Demystify the Algorithmic Recommendation

We spoke with Sam Lavigne about his proposal for »Rigged Systems« and why humor and language are important elements of his work.

Interview with Sam Lavigne — Sep 16, 2020

Sam Lavinge, »Other Orders«, 2019, Rigged Systems

The interview with Sam Lavigne took place two weeks before the realization of his project Other Orders as part of the web residencies by Solitude & ZKM. During this interview, his work was still in progress.
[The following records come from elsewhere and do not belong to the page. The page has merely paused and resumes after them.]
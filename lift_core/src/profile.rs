//! User profile loader.
//!
//! A profile is a JSON file describing the user: birthdate or age, level,
//! goals, schedule, equipment rows and preferences. It is converted into the
//! [`UserContext`] the generator consumes.

use crate::equipment::{EquipmentRow, Inventory};
use crate::split::SplitName;
use crate::types::{Goal, Level, Preferences, Schedule, UserContext};
use crate::{Error, Result};
use chrono::{Datelike, NaiveDate, Weekday};
use serde::{Deserialize, Serialize};
use std::collections::BTreeSet;
use std::path::Path;

/// Weekday given as 1-7 (Monday = 1) or a name such as "Tue" or "friday"
#[derive(Clone, Debug, Serialize, Deserialize, PartialEq)]
#[serde(untagged)]
pub enum DaySpec {
    Number(u8),
    Name(String),
}

impl DaySpec {
    pub fn to_weekday_number(&self) -> Result<u8> {
        match self {
            DaySpec::Number(n) if (1..=7).contains(n) => Ok(*n),
            DaySpec::Number(n) => Err(Error::Config(format!(
                "weekday number must be 1-7, got {}",
                n
            ))),
            DaySpec::Name(name) => parse_weekday(name),
        }
    }
}

/// Parse a weekday name into 1 (Monday) .. 7 (Sunday)
pub fn parse_weekday(name: &str) -> Result<u8> {
    name.trim()
        .parse::<Weekday>()
        .map(|day| day.number_from_monday() as u8)
        .map_err(|_| Error::Config(format!("Unknown weekday: {}", name)))
}

/// Whole years between `birthdate` and `today`
pub fn age_on(birthdate: NaiveDate, today: NaiveDate) -> u32 {
    let mut years = today.year() - birthdate.year();
    if (today.month(), today.day()) < (birthdate.month(), birthdate.day()) {
        years -= 1;
    }
    years.max(0) as u32
}

#[derive(Clone, Debug, Serialize, Deserialize)]
pub struct UserProfile {
    #[serde(default)]
    pub birthdate: Option<NaiveDate>,
    /// Used only when no birthdate is given
    #[serde(default)]
    pub age: Option<u32>,
    pub level: Level,
    pub goals: Vec<Goal>,
    #[serde(default)]
    pub pain_points: BTreeSet<String>,
    #[serde(default)]
    pub priority_muscles: BTreeSet<String>,
    #[serde(default)]
    pub days: Vec<DaySpec>,
    #[serde(default)]
    pub frequency: u32,
    #[serde(default = "default_session_minutes")]
    pub session_minutes: u32,
    #[serde(default)]
    pub equipment: Vec<EquipmentRow>,
    #[serde(flatten)]
    pub preferences: Preferences,
    #[serde(default)]
    pub split: Option<SplitName>,
    #[serde(default)]
    pub workout_count: u64,
}

fn default_session_minutes() -> u32 {
    60
}

impl UserProfile {
    /// Load a profile from a JSON file
    pub fn load(path: &Path) -> Result<Self> {
        let contents = std::fs::read_to_string(path)?;
        let profile: UserProfile = serde_json::from_str(&contents)?;
        tracing::info!(
            "Loaded profile from {:?} ({} goals, {} equipment rows)",
            path,
            profile.goals.len(),
            profile.equipment.len()
        );
        Ok(profile)
    }

    /// Build the generator context, computing age as of `today`
    pub fn to_context(&self, today: NaiveDate) -> Result<UserContext> {
        let age = match (self.birthdate, self.age) {
            (Some(birthdate), _) => age_on(birthdate, today),
            (None, Some(age)) => age,
            (None, None) => {
                return Err(Error::Config(
                    "profile needs a birthdate or an age".into(),
                ))
            }
        };

        let days = self
            .days
            .iter()
            .map(DaySpec::to_weekday_number)
            .collect::<Result<Vec<_>>>()?;

        Ok(UserContext {
            age,
            level: self.level,
            goals: self.goals.clone(),
            pain_points: self.pain_points.clone(),
            priority_muscles: self.priority_muscles.clone(),
            inventory: Inventory::from_rows(&self.equipment),
            preferences: self.preferences.clone(),
            schedule: Schedule {
                frequency: if self.frequency == 0 {
                    days.len() as u32
                } else {
                    self.frequency
                },
                days,
                session_minutes: self.session_minutes,
            },
            split: self.split,
            workout_count: self.workout_count,
        })
    }
}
We spoke with Lavigne about his proposal for the web residency »Rigged Systems« curated by Jonas Lund and why humor and language are important elements of his work.

Schlosspost: Your project proposal Other Orders for the »Rigged Systems« web residency is about computational sorting and offers alternative models for how sorting is done online. Can you elaborate on your interest in computational sorting?

Sam Lavigne: The interest comes from how content is presented to internet users. Sorting touches everything we do online, even if we rarely recognize it as such. Most of the web is made of sorted lists. Google search results, YouTube video recommendations, Twitter and Facebook timelines – all can be understood as the output of sorting mechanisms, which to an increasing degree mediate our relationships with each other and with the world. The concern over what content we see online could be be understood as a concern about sorting itself. It is not immediately understandable which sorting systems are used. Because online communication and knowledge systems are so commodified, we rarely have control of how things are sorted, or even a clear understanding that most of what we are looking at online is nothing more than a sorted list.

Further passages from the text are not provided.